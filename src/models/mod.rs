//! Timetable domain models.
//!
//! Provides the catalog types read by the search (courses, classes,
//! lectures), the immutable input snapshot with its precomputed caches,
//! and the schedules the search produces.
//!
//! # Domain Mappings
//!
//! | u-timetable | University | Language school | Gym |
//! |-------------|-----------|-----------------|-----|
//! | Course | Subject | Level | Program |
//! | CourseClass | Section / commission | Group | Class slot |
//! | Lecture | Weekly meeting | Lesson | Session |
//! | Schedule | Term timetable | Weekly plan | Weekly plan |

mod course;
mod incompatibility;
mod input;
mod schedule;
mod time;
mod travel;

pub use course::{ClassId, Course, CourseClass, CourseId, Lecture, LectureId};
pub use incompatibility::{lectures_conflict, IncompatibilityCache};
pub use input::{ScheduleInputData, ScheduleInputDataBuilder};
pub use schedule::{Schedule, ScheduleKey, ScoredSchedule};
pub use time::{TimeRange, DAYS_PER_WEEK, MINUTES_PER_DAY};
pub use travel::TravelTimeMatrix;
//! Student timetable optimization.
//!
//! Given a term's catalog of courses, class sections, and lecture times,
//! searches for weekly schedules that pick at most one section per course,
//! never overlap or leave too little time to walk between buildings, and
//! score best on a weighted desirability function.
//!
//! # Modules
//!
//! - **`models`**: Domain types: `Course`, `CourseClass`, `Lecture`,
//!   `TimeRange`, `TravelTimeMatrix`, `Schedule`, and the immutable
//!   `ScheduleInputData` snapshot with its `IncompatibilityCache`
//! - **`executor`**: Search strategies (greedy-by-course, genetic,
//!   duration-bucketed) behind the `Executor` trait, plus the shared
//!   `SearchBudget`
//! - **`scheduler`**: `ScheduleOrchestrator` with unavailable-time filtering,
//!   deadline, scoring, ranking
//! - **`config`**: `ScheduleParams`, `AlgorithmParams`, `EngineConfig` (TOML)
//! - **`validation`**: Catalog integrity checks (duplicate IDs, dangling
//!   references, malformed times, correlative cycles)
//!
//! # Example
//!
//! ```
//! use u_timetable::config::{EngineConfig, ScheduleParams};
//! use u_timetable::models::{Course, CourseClass, Lecture, ScheduleInputDataBuilder, TimeRange};
//! use u_timetable::scheduler::{ScheduleOrchestrator, ScheduleRequest};
//!
//! let input = ScheduleInputDataBuilder::new()
//!     .with_mandatory_course(Course::new(1).with_credits(6))
//!     .with_mandatory_course(Course::new(2).with_credits(6))
//!     .with_class(CourseClass::new(10, 1))
//!     .with_class(CourseClass::new(20, 2))
//!     .with_lecture(Lecture::new(100, 10, TimeRange::at(0, (8, 0), (10, 0))))
//!     .with_lecture(Lecture::new(200, 20, TimeRange::at(1, (8, 0), (10, 0))))
//!     .build()
//!     .unwrap();
//!
//! let orchestrator = ScheduleOrchestrator::new(EngineConfig::default());
//! let request = ScheduleRequest::new(ScheduleParams::new(4.0), 3);
//! let schedules = orchestrator.get_schedules(&request, &input).unwrap();
//!
//! assert_eq!(schedules[0].schedule.course_class_ids.len(), 2);
//! ```
//!
//! # Logging
//!
//! The crate emits `tracing` events and never installs a subscriber.
//!
//! # References
//!
//! - Burke & Petrovic (2002), "Recent research directions in automated
//!   timetabling"
//! - Goldberg (1989), "Genetic Algorithms in Search, Optimization, and
//!   Machine Learning"

pub mod config;
pub mod error;
pub mod executor;
pub mod models;
pub mod scheduler;
pub mod validation;

pub use error::{Result, ScheduleError};
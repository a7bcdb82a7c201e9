//! Error types for the timetable engine.
//!
//! Only two kinds of failure are faults: an input snapshot that violates
//! its own relations (corrupted input) and a configuration the engine
//! cannot honor. Running out of budget or finding no feasible schedule is
//! reported through an empty or partial result, never through an error.

use std::fmt;

use thiserror::Error;

use crate::validation::ValidationError;

/// Result type for engine operations.
pub type Result<T> = std::result::Result<T, ScheduleError>;

/// Entity referenced by a relation map.
#[derive(Debug, Clone, Copy, PartialEq, Eq)]
pub enum EntityKind {
    Course,
    CourseClass,
    Lecture,
}

impl fmt::Display for EntityKind {
    fn fmt(&self, f: &mut fmt::Formatter<'_>) -> fmt::Result {
        let name = match self {
            EntityKind::Course => "course",
            EntityKind::CourseClass => "course class",
            EntityKind::Lecture => "lecture",
        };
        f.write_str(name)
    }
}

/// Errors produced by the engine.
#[derive(Error, Debug)]
pub enum ScheduleError {
    /// A relation references an entity missing from its map, or an entity
    /// holds values the snapshot builder would have rejected.
    ///
    /// Fatal for the running search; the snapshot must be rebuilt upstream.
    #[error("Corrupted input: {entity} {id} is missing or malformed")]
    CorruptedInput { entity: EntityKind, id: u32 },

    /// The configured strategy name is not one of the supported executors.
    #[error("Unknown scheduling strategy: {0}")]
    UnknownStrategy(String),

    /// The catalog handed to the snapshot builder failed validation.
    #[error("Invalid input: {} validation error(s)", .0.len())]
    InvalidInput(Vec<ValidationError>),

    /// Configuration file could not be parsed.
    #[error("Configuration error: {0}")]
    Config(#[from] toml::de::Error),

    /// Configuration file could not be read.
    #[error("I/O error: {0}")]
    Io(#[from] std::io::Error),
}

impl ScheduleError {
    pub(crate) fn missing(entity: EntityKind, id: u32) -> Self {
        ScheduleError::CorruptedInput { entity, id }
    }

    /// Whether this error signals an inconsistent input snapshot.
    pub fn is_corrupted_input(&self) -> bool {
        matches!(self, ScheduleError::CorruptedInput { .. })
    }
}
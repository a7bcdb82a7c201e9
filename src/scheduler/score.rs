//! Schedule desirability score.
//!
//! # Terms
//!
//! | Term | Definition | Sign |
//! |------|-----------|------|
//! | p1 | `1 − optional classes / classes` (mandatory rate) | + |
//! | p2 | `|target hours − weekly minutes / 60|` | − |
//! | p3 | `7 − distinct days used` | + when reducing days |
//! | p4 | total importance of the chosen courses | + when prioritizing unlocks |
//!
//! ```text
//! score = m0·p1 − m1·p2 + [reduce_days]·m2·p3 + [prioritize_unlocks]·m3·p4
//! ```

use serde::{Deserialize, Serialize};

use crate::config::{AlgorithmParams, ScheduleParams};
use crate::executor::Scorer;
use crate::models::{Schedule, DAYS_PER_WEEK};

/// The four score terms of one schedule, before weighting.
#[derive(Debug, Clone, Copy, PartialEq, Serialize, Deserialize)]
pub struct ScoreBreakdown {
    /// Share of mandatory classes.
    pub mandatory_rate: f64,
    /// Distance to the weekly hour target.
    pub hours_deviation: f64,
    /// Weekdays left free.
    pub free_days: f64,
    /// Courses unlocked downstream.
    pub importance: f64,
}

impl ScoreBreakdown {
    /// Computes the terms for a schedule.
    pub fn calculate(schedule: &Schedule, target_hours: f64) -> Self {
        Self {
            mandatory_rate: schedule.mandatory_rate,
            hours_deviation: (target_hours - f64::from(schedule.total_minutes) / 60.0).abs(),
            free_days: f64::from(DAYS_PER_WEEK) - f64::from(schedule.total_days),
            importance: f64::from(schedule.total_importance),
        }
    }
}

/// Weighted score for the student's params.
#[derive(Debug, Clone, PartialEq)]
pub struct ScheduleScorer {
    params: ScheduleParams,
    multipliers: [f64; 4],
}

impl ScheduleScorer {
    /// Creates a scorer with the given multipliers.
    pub fn new(params: ScheduleParams, multipliers: [f64; 4]) -> Self {
        Self {
            params,
            multipliers,
        }
    }

    /// Creates a scorer using the multipliers from the algorithm params.
    pub fn from_params(params: &ScheduleParams, algorithm: &AlgorithmParams) -> Self {
        Self::new(params.clone(), algorithm.score_multipliers)
    }

    /// Weighted sum of a breakdown.
    pub fn weigh(&self, terms: &ScoreBreakdown) -> f64 {
        let [m0, m1, m2, m3] = self.multipliers;
        let mut score = m0 * terms.mandatory_rate - m1 * terms.hours_deviation;
        if self.params.reduce_days {
            score += m2 * terms.free_days;
        }
        if self.params.prioritize_unlocks {
            score += m3 * terms.importance;
        }
        score
    }
}

impl Scorer for ScheduleScorer {
    fn score(&self, schedule: &Schedule) -> f64 {
        self.weigh(&ScoreBreakdown::calculate(schedule, self.params.target_hours))
    }
}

···

§ WHAT THE TASK REQUIRES:
Return exactly, and only, the lines above starting at the line that contains "or an entity" and ending at the line that contains "pub fn is_corrupted_input(&self)".

§ TASK SOLUTION:
    /// A relation references an entity missing from its map, or an entity
    /// holds values the snapshot builder would have rejected.
    ///
    /// Fatal for the running search; the snapshot must be rebuilt upstream.
    #[error("Corrupted input: {entity} {id} is missing or malformed")]
    CorruptedInput { entity: EntityKind, id: u32 },

    /// The configured strategy name is not one of the supported executors.
    #[error("Unknown scheduling strategy: {0}")]
    UnknownStrategy(String),

    /// The catalog handed to the snapshot builder failed validation.
    #[error("Invalid input: {} validation error(s)", .0.len())]
    InvalidInput(Vec<ValidationError>),

    /// Configuration file could not be parsed.
    #[error("Configuration error: {0}")]
    Config(#[from] toml::de::Error),

    /// Configuration file could not be read.
    #[error("I/O error: {0}")]
    Io(#[from] std::io::Error),
}

impl ScheduleError {
    pub(crate) fn missing(entity: EntityKind, id: u32) -> Self {
        ScheduleError::CorruptedInput { entity, id }
    }

    /// Whether this error signals an inconsistent input snapshot.
    pub fn is_corrupted_input(&self) -> bool {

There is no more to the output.